Yes, the Future (part two)
DQ Legal Advisor Lee Rawles, who has always been one of the best people, said this to me a few years ago: "the game industry is searching for a business model that works, and none of them work."Ah, that explains quite a lot, doesn't it?
It has been extraordinarily painful for me to realize two things in the last few years:
1. Gaming culture is a cesspool of misogyny, racism, and white nationalism.
2. Gaming companies have increasingly begun making products where there is no game, only behavioral manipulation.
Those both hurt, don't they?
I remember back in the long-ago 1980s, playing games and being absolutely amazed at how wonderful they were. PC gamers were different, it seemed. We were almost uniformly bright--elevated, even--and what worlds we could access!

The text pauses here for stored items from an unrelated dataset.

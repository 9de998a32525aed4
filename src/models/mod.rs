pub mod platform;
pub mod problem;
pub mod signature;

pub use platform::Platform;
pub use problem::{GeneratedFile, ProblemMetadata, StarterTemplate};
pub use signature::{ExtractedSignature, TypeTag};
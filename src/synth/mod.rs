//! Starter-to-scaffold synthesis.
//!
//! `extract` pulls a best-effort signature out of a JavaScript starter and
//! `template` renders the TypeScript files the scaffolder writes.

pub mod extract;
pub mod template;

pub use extract::extract_signature;
pub use template::{render_hackerrank, render_leetcode_fallback, render_starter};
use std::collections::HashMap;

/// Placeholder used when no parameter list could be recovered from a starter.
pub const ARGS_PLACEHOLDER: &str = "/* args */";

/// Placeholder used when no function name could be recovered from a starter.
pub const DEFAULT_FUNCTION_NAME: &str = "solve";

#[derive(Debug, Clone, Copy, PartialEq, Eq, Hash)]
pub enum TypeTag {
    Number,
    String,
    Boolean,
    NumberArray,
    StringArray,
    BooleanArray,
    Unknown,
}

impl TypeTag {
    /// Maps free-form JSDoc type text onto a tag.
    ///
    /// Checks are ordered substring tests on the lowercased text, array forms
    /// first, so `number|number[]` is a `NumberArray`. Anything else is
    /// `Unknown`.
    pub fn from_doc_type(text: &str) -> TypeTag {
        let lower = text.to_lowercase();
        const RULES: [(&str, TypeTag); 6] = [
            ("number[]", TypeTag::NumberArray),
            ("string[]", TypeTag::StringArray),
            ("boolean[]", TypeTag::BooleanArray),
            ("number", TypeTag::Number),
            ("string", TypeTag::String),
            ("boolean", TypeTag::Boolean),
        ];
        RULES
            .iter()
            .find(|(needle, _)| lower.contains(needle))
            .map(|(_, tag)| *tag)
            .unwrap_or(TypeTag::Unknown)
    }

    pub fn ts_name(&self) -> &'static str {
        match self {
            TypeTag::Number => "number",
            TypeTag::String => "string",
            TypeTag::Boolean => "boolean",
            TypeTag::NumberArray => "number[]",
            TypeTag::StringArray => "string[]",
            TypeTag::BooleanArray => "boolean[]",
            TypeTag::Unknown => "any",
        }
    }
}

#[derive(Debug, Clone, PartialEq)]
pub struct ExtractedSignature {
    pub function_name: String,
    pub parameters: Vec<String>,
    pub parameter_types: HashMap<String, TypeTag>,
    pub return_type: TypeTag,
}

impl ExtractedSignature {
    pub fn type_of(&self, param: &str) -> TypeTag {
        self.parameter_types
            .get(param)
            .copied()
            .unwrap_or(TypeTag::Unknown)
    }

    /// True when the parameter list fell back to the placeholder.
    pub fn has_placeholder_params(&self) -> bool {
        self.parameters.is_empty()
            || (self.parameters.len() == 1 && self.parameters[0] == ARGS_PLACEHOLDER)
    }

    /// `name: type` pairs joined for a TypeScript parameter list.
    pub fn typed_params(&self) -> String {
        if self.has_placeholder_params() {
            return ARGS_PLACEHOLDER.to_string();
        }
        self.parameters
            .iter()
            .map(|p| format!("{}: {}", p, self.type_of(p).ts_name()))
            .collect::<Vec<_>>()
            .join(", ")
    }
}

Created by wonderful people, seemingly, incredibly creative people who were experimenting with an incredibly powerful new tool.
Maybe gaming culture was always full of assholes, and I just didn't know it because we weren't all connected back then, but it feels like at some point, it all went bad.
Things fall apart, as a nod to Chinua Achebe.
So I look back on something I've truly, truly enjoyed for over four decades, and it feels poisoned, to some degree. I still know deeply intelligent, thoughtful people who play games, but their voices have been drowned out by the braying shouts of idiots.
Now, instead of experiencing everything that gaming has to offer, instead of living all over the gaming world, I spend my time in secret gardens, places that haven't been trampled.
Little indie games, probably made by people somewhat like me, who played and loved games before the fall.